It’s not just literally, “I’m gay and I’m closed and I see Brian,” but we all have a closet about something. When I speak about covering and the iceberg model, which you’ve learned in the Practitioner Program, 90 percent of us keep underneath the waterline. In a workplace which demands a lot of conformity, where we don’t see anyone that looks like us often, or we don’t see somebody who shares our story secretly. We make a decision to keep our waterline really high for safety purposes and keep a lot of these truths about ourselves hidden or downplayed or minimized.
Some of us, like you said, can hide our diversity dimensions, some of us can’t because we walk into a room and people see, are they a person of color? Is she a woman? Are they a gender-nonbinary individual?
It’s interesting. Your story of walking into the room with the person that you are, the body that you have, and saying, “I’m a part of this conversation, too.” You signal to a whole other group of people that bringing your full self to work requires a level of disclosure about a whole bunch of things. It actually makes the workplace a better, more vibrant, more creative place when we aren’t spending so much energy thinking about and scheming about how we hide as many things as possible.
BRIAN M: Yes, absolutely. A couple things that you’ve sparked for me. First, I’m incredibly grateful to work for a company like Tapestry, where our CEO speaks very authentically and honestly and from this very foundational experience that he had as a child as an immigrant to the United States who didn’t speak English and what that was like for him. Similarly to the experience I had 20 years ago with a mentor, he wants everyone at this company to have that same feeling of acceptance. He’s created space for all of us just to be ourselves. I know that choosing to disclose and to share my story is okay here and I’m safe. That is something that Victor, as our CEO, has really helped us all with. Certainly, the leadership team, Sarah, our Chief HR Officer, and the board of directors, there is this profound commitment. That’s been phenomenon for me.
Unfortunately, I’ve also worked at places where that’s not true. I’m grateful that I found this place.
The other thing that you sparked for me, though, back to the program, and I didn’t mention this a minute go. When I figured out that I needed to pivot my story from sharing the checklist of reasons why I have credible in the conversation, because I am also an “other.” When I share my experiences, I often will say things like, “I’m a gay man.” Now, that doesn’t mean that I’ve stood in the shoes of a woman. I haven’t. But I hope that my experience will help me understand your experiences. That goes for so many attributes.
When I was going through the program and one of the first exercises in the program, we think about how we tell our story. I realized what I was sharing was a list of attributes; I wasn’t sharing a story. Which then sparked the memory of that first career experience and Ken as my mentor helping me know it was okay to be me. That story connects hearts and minds in a way the opens doors for me. How I choose to use my story to help others feel safe is what’s really important to this work and the role that I have the responsibility to deliver at Tapestry.

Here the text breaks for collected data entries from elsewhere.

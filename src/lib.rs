pub mod assistant;
pub mod charts;
pub mod storage;
pub mod theme;
pub mod types;
#[cfg(feature = "dioxus")]
pub mod ui;
#[cfg(feature = "dioxus")]
pub mod views;
fn main() {
    tracing_subscriber::fmt().init();
    tracing::info!("NeoFolio - AI developer portfolio starting");
    dioxus::launch(neofolio::ui::App);
}
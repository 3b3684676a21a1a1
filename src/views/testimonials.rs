use dioxus::prelude::*;
use std::time::Duration;

struct Testimonial {
    name: &'static str,
    role: &'static str,
    company: &'static str,
    content: &'static str,
    rating: u8,
    project: &'static str,
}

const TESTIMONIALS: &[Testimonial] = &[
    Testimonial {
        name: "Sarah Johnson",
        role: "Product Manager",
        company: "TechStart Inc.",
        content: "Aman delivered an exceptional AI-powered dashboard that exceeded our expectations. His attention to detail and innovative approach to user experience is outstanding.",
        rating: 5,
        project: "Analytics Dashboard",
    },
    Testimonial {
        name: "Michael Chen",
        role: "CTO",
        company: "InnovateLabs",
        content: "Working with Aman was a game-changer for our startup. He built a stunning 3D portfolio website that perfectly showcased our product. Highly recommend!",
        rating: 5,
        project: "3D Portfolio Website",
    },
    Testimonial {
        name: "Emily Rodriguez",
        role: "Marketing Director",
        company: "GrowthCo",
        content: "Aman's expertise in modern web technologies is impressive. He created a responsive e-commerce platform that increased our conversion rate by 40%.",
        rating: 5,
        project: "E-commerce Platform",
    },
    Testimonial {
        name: "David Thompson",
        role: "Lead Developer",
        company: "CodeCraft Studios",
        content: "Aman's code quality and architectural decisions are top-notch. He seamlessly integrated AI features into our learning platform, making it truly innovative.",
        rating: 5,
        project: "Learning Management System",
    },
    Testimonial {
        name: "Lisa Wang",
        role: "Design Lead",
        company: "CreativeFlow",
        content: "Aman has an excellent eye for design and animation. The micro-interactions and smooth transitions he implemented brought our designs to life beautifully.",
        rating: 5,
        project: "Interactive Website",
    },
];

const AUTOPLAY_INTERVAL: Duration = Duration::from_secs(5);

fn next_index(current: usize, len: usize) -> usize {
    (current + 1) % len
}

fn prev_index(current: usize, len: usize) -> usize {
    (current + len - 1) % len
}

#[component]
pub fn Testimonials() -> Element {
    let mut current = use_signal(|| 0usize);

    // Auto-play; the future is dropped with the component.
    use_future(move || async move {
        loop {
            tokio::time::sleep(AUTOPLAY_INTERVAL).await;
            current.with_mut(|i| *i = next_index(*i, TESTIMONIALS.len()));
        }
    });

    let active = &TESTIMONIALS[current() % TESTIMONIALS.len()];
    let stars = "★".repeat(active.rating as usize);

    rsx! {
        section { id: "testimonials", class: "section",
            div { class: "section-heading",
                h2 { class: "section-title neon-text", "Client Testimonials" }
                p { class: "section-subtitle", "What clients say about working with me" }
            }

            div { class: "testimonial-stage",
                button {
                    class: "btn btn-outline glass carousel-arrow",
                    r#type: "button",
                    onclick: move |_| current.with_mut(|i| *i = prev_index(*i, TESTIMONIALS.len())),
                    "‹"
                }

                div { class: "card glass testimonial-card",
                    div { class: "quote-mark", "“" }
                    div { class: "rating text-primary", "{stars}" }
                    blockquote { class: "testimonial-quote", "\"{active.content}\"" }
                    div { class: "testimonial-author",
                        div { class: "avatar assistant", {active.name.chars().next().unwrap_or('?').to_string()} }
                        div {
                            p { class: "strong", "{active.name}" }
                            p { class: "text-muted", "{active.role}" }
                            p { class: "text-primary", "{active.company}" }
                        }
                    }
                    span { class: "badge badge-primary", "Project: {active.project}" }
                }

                button {
                    class: "btn btn-outline glass carousel-arrow",
                    r#type: "button",
                    onclick: move |_| current.with_mut(|i| *i = next_index(*i, TESTIMONIALS.len())),
                    "›"
                }
            }

            div { class: "carousel-dots",
                for i in 0..TESTIMONIALS.len() {
                    button {
                        class: if i == current() { "carousel-dot active" } else { "carousel-dot" },
                        r#type: "button",
                        aria_label: "Show testimonial {i + 1}",
                        onclick: move |_| current.set(i),
                    }
                }
            }

            div { class: "thumbnail-strip",
                for (i, testimonial) in TESTIMONIALS.iter().enumerate() {
                    button {
                        class: if i == current() { "thumbnail glass active" } else { "thumbnail glass" },
                        r#type: "button",
                        onclick: move |_| current.set(i),
                        p { class: "strong", "{testimonial.name}" }
                        p { class: "text-muted", "{testimonial.company}" }
                    }
                }
            }
        }
    }
}

#[cfg(test)]
mod tests {
    use super::*;

    #[test]
    fn next_wraps_around() {
        assert_eq!(next_index(4, 5), 0);
        assert_eq!(next_index(0, 5), 1);
    }

    #[test]
    fn prev_wraps_around() {
        assert_eq!(prev_index(0, 5), 4);
        assert_eq!(prev_index(3, 5), 2);
    }
}
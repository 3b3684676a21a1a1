use crate::assistant::{PORTFOLIO_TABLE, SUGGESTED_QUESTIONS, WELCOME_MESSAGE, typing_delay};
use crate::types::{ChatMessage, Role};
use dioxus::events::Key;
use dioxus::prelude::*;
use time::{OffsetDateTime, UtcOffset, format_description::FormatItem, macros::format_description};

const MESSAGE_TIME_FORMAT: &[FormatItem<'static>] =
    format_description!("[hour repr:12 padding:zero]:[minute padding:zero] [period case:upper]");

/// Sends are serialized: whitespace-only input and sends racing a pending
/// reply are both dropped.
fn accepts_send(text: &str, reply_pending: bool) -> bool {
    !text.trim().is_empty() && !reply_pending
}

fn format_message_timestamp(timestamp: OffsetDateTime) -> Option<String> {
    let mut datetime = timestamp;
    if let Ok(offset) = UtcOffset::current_local_offset() {
        datetime = datetime.to_offset(offset);
    }
    datetime.format(MESSAGE_TIME_FORMAT).ok()
}

#[component]
pub fn ChatSection() -> Element {
    let messages = use_signal(|| vec![ChatMessage::new(Role::Assistant, WELCOME_MESSAGE)]);
    let mut input = use_signal(String::new);
    let is_typing = use_signal(|| false);
    let pending_reply = use_signal(|| Option::<Task>::None);

    // A reply scheduled for a torn-down session must never land.
    use_drop(move || {
        let mut pending_reply = pending_reply;
        if let Some(task) = pending_reply.take() {
            task.cancel();
        }
    });

    let mut send_message = {
        let mut messages = messages;
        let mut input_signal = input;
        let mut is_typing = is_typing;
        let mut pending_reply = pending_reply;
        move |text: String| {
            if !accepts_send(&text, is_typing()) {
                return;
            }
            let trimmed = text.trim();

            messages.with_mut(|msgs| msgs.push(ChatMessage::new(Role::User, trimmed)));
            input_signal.set(String::new());
            is_typing.set(true);

            // The reply is matched against the original input, not the
            // conversation.
            let prompt = trimmed.to_string();
            let task = spawn(async move {
                tokio::time::sleep(typing_delay()).await;
                let reply = PORTFOLIO_TABLE.respond(&prompt);
                messages.with_mut(|msgs| msgs.push(ChatMessage::new(Role::Assistant, reply)));
                is_typing.set(false);
                pending_reply.set(None);
            });
            pending_reply.set(Some(task));
        }
    };

    let messages_snapshot = messages();

    rsx! {
        section { id: "ai-chat", class: "section",
            div { class: "section-heading",
                h2 { class: "section-title neon-text", "Ask My AI Assistant" }
                p { class: "section-subtitle",
                    "Get instant answers about my skills, experience, and projects"
                }
            }

            div { class: "card glass chat-card",
                div { class: "chat-card-header",
                    div { class: "avatar assistant", "AI" }
                    span { class: "strong", "AI Assistant" }
                    span { class: "badge badge-secondary online-badge", "✦ Online" }
                }

                div { class: "chat-list",
                    for msg in messages_snapshot.iter() {
                        div {
                            key: "{msg.id}",
                            class: format_args!("message-row {}", match msg.role { Role::User => "user", Role::Assistant => "assistant" }),
                            div {
                                class: format_args!("avatar {}", match msg.role { Role::User => "user", Role::Assistant => "assistant" }),
                                {match msg.role { Role::User => "You", Role::Assistant => "AI" }}
                            }
                            div { class: "message-stack",
                                div {
                                    class: format_args!("bubble {}", match msg.role { Role::User => "user", Role::Assistant => "assistant" }),
                                    "{msg.content}"
                                }
                                if let Some(ts) = format_message_timestamp(msg.created_at) {
                                    span { class: "message-timestamp", "{ts}" }
                                }
                            }
                        }
                    }
                    if is_typing() {
                        div { class: "message-row assistant",
                            div { class: "avatar assistant", "AI" }
                            div { class: "bubble assistant typing-indicator",
                                span { class: "typing-dot" }
                                span { class: "typing-dot" }
                                span { class: "typing-dot" }
                            }
                        }
                    }
                }

                div { class: "chat-suggestions",
                    p { class: "text-muted", "Suggested questions:" }
                    div { class: "badge-row",
                        for question in SUGGESTED_QUESTIONS.iter().copied() {
                            button {
                                class: "btn btn-outline glass suggestion-chip",
                                r#type: "button",
                                onclick: move |_| input.set(question.to_string()),
                                "{question}"
                            }
                        }
                    }
                }

                div { class: "composer",
                    input {
                        class: "composer-input",
                        r#type: "text",
                        placeholder: "Ask me anything about Aman...",
                        value: "{input}",
                        oninput: move |ev| input.set(ev.value()),
                        onkeydown: move |ev| {
                            if ev.key() == Key::Enter {
                                ev.prevent_default();
                                let text = input();
                                send_message(text);
                            }
                        },
                    }
                    button {
                        class: "btn btn-primary neon-glow",
                        r#type: "button",
                        disabled: is_typing() || input().trim().is_empty(),
                        onclick: move |_| {
                            let text = input();
                            send_message(text);
                        },
                        "Send"
                    }
                }
            }
        }
    }
}

#[cfg(test)]
mod tests {
    use super::*;

    #[test]
    fn blank_input_is_not_sent() {
        assert!(!accepts_send("", false));
        assert!(!accepts_send("   \t", false));
    }

    #[test]
    fn send_waits_for_pending_reply() {
        assert!(accepts_send("hello", false));
        assert!(!accepts_send("hello", true));
    }
}
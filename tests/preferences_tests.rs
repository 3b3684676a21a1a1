//! Integration tests for preference storage, theme persistence, and the
//! canned response matcher.

use neofolio::assistant::ResponseTable;
use neofolio::storage::{FileStorage, MemoryStorage, PreferenceStorage, StorageError};
use neofolio::theme::{THEME_STORAGE_KEY, ThemeStore};
use neofolio::types::ThemeMode;
use std::sync::Arc;

mod storage_tests {
    use super::*;

    #[test]
    fn test_file_storage_set_and_get() {
        let dir = tempfile::tempdir().expect("tempdir");
        let storage = FileStorage::at(dir.path());

        storage.set("theme-storage", "\"light\"").expect("set");
        assert_eq!(storage.get("theme-storage"), Some("\"light\"".to_string()));
    }

    #[test]
    fn test_file_storage_get_nonexistent() {
        let dir = tempfile::tempdir().expect("tempdir");
        let storage = FileStorage::at(dir.path());
        assert_eq!(storage.get("nonexistent_key"), None);
    }

    #[test]
    fn test_file_storage_overwrite() {
        let dir = tempfile::tempdir().expect("tempdir");
        let storage = FileStorage::at(dir.path());

        storage.set("k", "one").expect("set");
        storage.set("k", "two").expect("overwrite");
        assert_eq!(storage.get("k"), Some("two".to_string()));
    }

    #[test]
    fn test_file_storage_sanitizes_keys() {
        let dir = tempfile::tempdir().expect("tempdir");
        let storage = FileStorage::at(dir.path());

        storage.set("user:preferences:theme", "dark").expect("set");
        // The file lands inside the storage dir despite the odd key.
        assert_eq!(
            storage.get("user:preferences:theme"),
            Some("dark".to_string())
        );
        assert!(dir.path().join("user_preferences_theme.json").exists());
    }

    #[test]
    fn test_file_storage_creates_missing_dir() {
        let dir = tempfile::tempdir().expect("tempdir");
        let storage = FileStorage::at(dir.path().join("nested").join("prefs"));

        storage.set("k", "v").expect("set");
        assert_eq!(storage.get("k"), Some("v".to_string()));
    }
}

mod theme_tests {
    use super::*;

    /// Storage that always fails writes, for the degrade path.
    struct BrokenStorage;

    impl PreferenceStorage for BrokenStorage {
        fn get(&self, _key: &str) -> Option<String> {
            None
        }

        fn set(&self, _key: &str, _value: &str) -> Result<(), StorageError> {
            Err(StorageError::Poisoned)
        }
    }

    #[test]
    fn test_theme_survives_reload_via_file_storage() {
        let dir = tempfile::tempdir().expect("tempdir");

        let mut store = ThemeStore::load(Arc::new(FileStorage::at(dir.path())));
        assert_eq!(store.mode(), ThemeMode::Dark);
        store.set(ThemeMode::Light);

        // Fresh store over the same directory simulates a restart.
        let reloaded = ThemeStore::load(Arc::new(FileStorage::at(dir.path())));
        assert_eq!(reloaded.mode(), ThemeMode::Light);
    }

    #[test]
    fn test_toggle_round_trips_through_storage() {
        let storage = Arc::new(MemoryStorage::new());
        let mut store = ThemeStore::load(storage.clone());

        assert_eq!(store.toggle(), ThemeMode::Light);
        assert_eq!(
            storage.get(THEME_STORAGE_KEY),
            Some("\"light\"".to_string())
        );

        assert_eq!(store.toggle(), ThemeMode::Dark);
        assert_eq!(storage.get(THEME_STORAGE_KEY), Some("\"dark\"".to_string()));
    }

    #[test]
    fn test_broken_storage_degrades_to_memory_only() {
        let mut store = ThemeStore::load(Arc::new(BrokenStorage));
        store.set(ThemeMode::Light);
        // The write failed but the in-memory state still moved.
        assert_eq!(store.mode(), ThemeMode::Light);
    }
}

mod matcher_tests {
    use super::*;

    #[test]
    fn test_keyword_hit_ignores_surrounding_text_and_case() {
        let table = ResponseTable::new(vec![("hi", "hello!")], "?");
        assert_eq!(table.respond("well HI there friend"), "hello!");
    }

    #[test]
    fn test_miss_returns_default() {
        let table = ResponseTable::new(vec![("hi", "hello!")], "?");
        assert_eq!(table.respond("bye"), "?");
        assert_eq!(table.respond(""), "?");
        assert_eq!(table.respond("   "), "?");
    }

    #[test]
    fn test_double_match_resolves_by_insertion_order() {
        let table = ResponseTable::new(
            vec![("projects", "projects answer"), ("contact", "contact answer")],
            "?",
        );
        assert_eq!(
            table.respond("how do I contact you about projects"),
            "projects answer"
        );

        let reversed = ResponseTable::new(
            vec![("contact", "contact answer"), ("projects", "projects answer")],
            "?",
        );
        assert_eq!(
            reversed.respond("how do I contact you about projects"),
            "contact answer"
        );
    }
}
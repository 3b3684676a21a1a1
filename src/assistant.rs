//! The canned "AI assistant": a keyword-matched static response table.
//!
//! There is no model behind this. Input is lowercased and scanned against an
//! ordered list of substring keys; the first hit wins, otherwise the default
//! response is returned.

use once_cell::sync::Lazy;
use rand::Rng;
use std::time::Duration;

pub struct ResponseTable {
    entries: Vec<(&'static str, &'static str)>,
    default: &'static str,
}

impl ResponseTable {
    /// Keys must already be lowercase; insertion order is the tie-break rule
    /// when several keys could match.
    pub fn new(entries: Vec<(&'static str, &'static str)>, default: &'static str) -> Self {
        Self { entries, default }
    }

    /// Total over all inputs: an empty string (or any other miss) yields the
    /// default response.
    pub fn respond(&self, input: &str) -> &'static str {
        let message = input.to_lowercase();
        for (key, response) in &self.entries {
            if message.contains(key) {
                return response;
            }
        }
        self.default
    }

    pub fn default_response(&self) -> &'static str {
        self.default
    }
}

pub static PORTFOLIO_TABLE: Lazy<ResponseTable> = Lazy::new(portfolio_table);

fn portfolio_table() -> ResponseTable {
    ResponseTable::new(
        vec![
            (
                "technologies",
                "Aman works with React, TypeScript, Next.js, TailwindCSS, and he's learning Three.js and AI APIs. He's been coding for about 3+ years now.",
            ),
            (
                "experience",
                "Aman has 3+ years of frontend development experience. He started with basic HTML/CSS and gradually moved to React and modern frameworks. Still learning new things every day!",
            ),
            (
                "advanced project",
                "His most recent project is this AI-themed portfolio you're looking at! He's also worked on some e-commerce sites and dashboard applications using React and Next.js.",
            ),
            (
                "different",
                "Aman likes to keep things simple but effective. He focuses on clean code, good user experience, and is always eager to learn new technologies. Currently exploring AI integration in web apps.",
            ),
            (
                "skills",
                "Aman's main skills are React, JavaScript, TypeScript, TailwindCSS, Next.js, and he's currently learning Three.js for 3D graphics and various AI APIs for smarter web applications.",
            ),
            (
                "projects",
                "Aman has built e-commerce platforms, portfolio websites, dashboard applications, and some smaller utility apps. He's always working on something new!",
            ),
            (
                "contact",
                "You can reach Aman through the contact form below, or email him directly at chauhanaman7000@gmail.com. He's always interested in new opportunities and collaborations!",
            ),
        ],
        "That's a great question! Aman is a frontend developer who enjoys building modern web applications. Feel free to ask about his skills, projects, or experience!",
    )
}

pub const WELCOME_MESSAGE: &str = "Hello! I'm Aman's AI assistant. Feel free to ask me anything about his skills, projects, or experience!";

pub const SUGGESTED_QUESTIONS: &[&str] = &[
    "What technologies does Aman know?",
    "What is his most recent project?",
    "How much experience does he have?",
    "What makes Aman different from other developers?",
];

/// Uniform 1-3 s pause before the reply lands, so the canned answer reads
/// like someone typing.
pub fn typing_delay() -> Duration {
    let extra = rand::thread_rng().gen_range(0..2000u64);
    Duration::from_millis(1000 + extra)
}

#[cfg(test)]
mod tests {
    use super::*;

    fn tiny_table() -> ResponseTable {
        ResponseTable::new(vec![("hi", "hello!")], "?")
    }

    #[test]
    fn matches_keyword_inside_text() {
        assert_eq!(tiny_table().respond("hi there"), "hello!");
    }

    #[test]
    fn falls_back_to_default() {
        assert_eq!(tiny_table().respond("bye"), "?");
    }

    #[test]
    fn empty_input_returns_default() {
        assert_eq!(tiny_table().respond(""), "?");
    }

    #[test]
    fn matching_is_case_insensitive() {
        let table = ResponseTable::new(vec![("skills", "the skills answer")], "?");
        assert_eq!(table.respond("Tell me about his SKILLS"), "the skills answer");
    }

    #[test]
    fn first_inserted_key_wins() {
        let table = ResponseTable::new(
            vec![("experience", "first"), ("skills", "second")],
            "?",
        );
        assert_eq!(table.respond("skills and experience"), "first");
    }

    #[test]
    fn default_is_not_a_matchable_key() {
        // "default" lives outside the scan, so mentioning the word does not
        // short-circuit keyword lookup.
        let table = ResponseTable::new(vec![("skills", "the skills answer")], "fallback");
        assert_eq!(table.respond("default skills"), "the skills answer");
        assert_eq!(table.respond("what is the default"), "fallback");
    }

    #[test]
    fn portfolio_table_answers_known_topics() {
        let table = portfolio_table();
        assert!(table.respond("What technologies does Aman know?").contains("React"));
        assert!(table.respond("how do I contact him").contains("contact form"));
        assert_eq!(table.respond("tell me a joke"), table.default_response());
    }

    #[test]
    fn typing_delay_stays_in_range() {
        for _ in 0..32 {
            let delay = typing_delay();
            assert!(delay >= Duration::from_millis(1000));
            assert!(delay < Duration::from_millis(3000));
        }
    }
}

JENNIFER BROWN: That’s right. I hear you saying that especially with your profile, the importance as the leader of the effort, where everyone’s looking to you for direction, inspiration, and answers. You’ve probably gotten incredibly good at centering the stories of others to move beyond your primary experience and making it all about the stories of your audience that reflect your audience.
That must feel unique for people who are white, cis, and male. So much of our focus is those who are underrepresented in the workplace, those who are hiding or putting more effort towards that, or those who can’t hide their diversity and face comments and micro aggressions every day of their lives.
That shift must have been powerful for you to make it all about others and shift the focus away from your story.
BRIAN M: Oh, my gosh, yes, so much. As a side note, but relevant to this, my dad sent me a text yesterday morning. He sent a picture of a quote that he saw in the newspaper around failure. It’s a Michael Jordan quote about the number of shots he’s missed and the number of games he’s lost or the game-winning points he didn’t get. He keeps getting up, and that’s why he’s successful.
That resonates with me so much in life as a whole. Even in this work, there are moments where I walked in the room, I tried, and I got it wrong. One of those early moments was I remember a meeting where I was sharing my first version of our Tapestry inclusion strategic roadmap. There were I think six of us in the room. I was the one guy in the room, the rest were women.
They listened and were professional, and then they all in their own way said, “We don’t see ourselves in what you’ve put on paper.” I’m really grateful to those women who trusted that they could be their true selves and say, “I know you’re trying, but it’s not hitting the mark.” That helps me get better. I realized that because my life experiences are as a gay man and part of the LGBTQ+ community, I used those examples, those references, and those ideas because that was what was familiar and comfortable to me. What they needed to hear was that I was hearing their stories and understanding what was important to them. It was true for the women in that room, but it’s true for any community I work with. I need to find ways to connect with them, understand, and hear what’s important to them and what that looks like and use references and examples that resonate for them as well.
You’re right, it has been a pivot for me, and maybe even beyond a pivot. It’s been a profound shift in how I show up in this work. For me to do the work that I’m responsible for, I have to think about those others.
JENNIFER BROWN: That’s right. You have to put yourself in the painful position of acknowledging how little you know.
BRIAN M: Yes.
JENNIFER BROWN: And living in that place and making a plan for yourself.
I’m curious, actually. We talk a lot about not wanting to cause extra emotional labor for others to teach us about their lens, experience, examples, or having to give feedback all the time. I’m sure you’ve found a balance of not leaning on people too much who are already leaned on heavily in organizations, often because they might be the only one of a certain identity, perhaps at a certain level in the organization.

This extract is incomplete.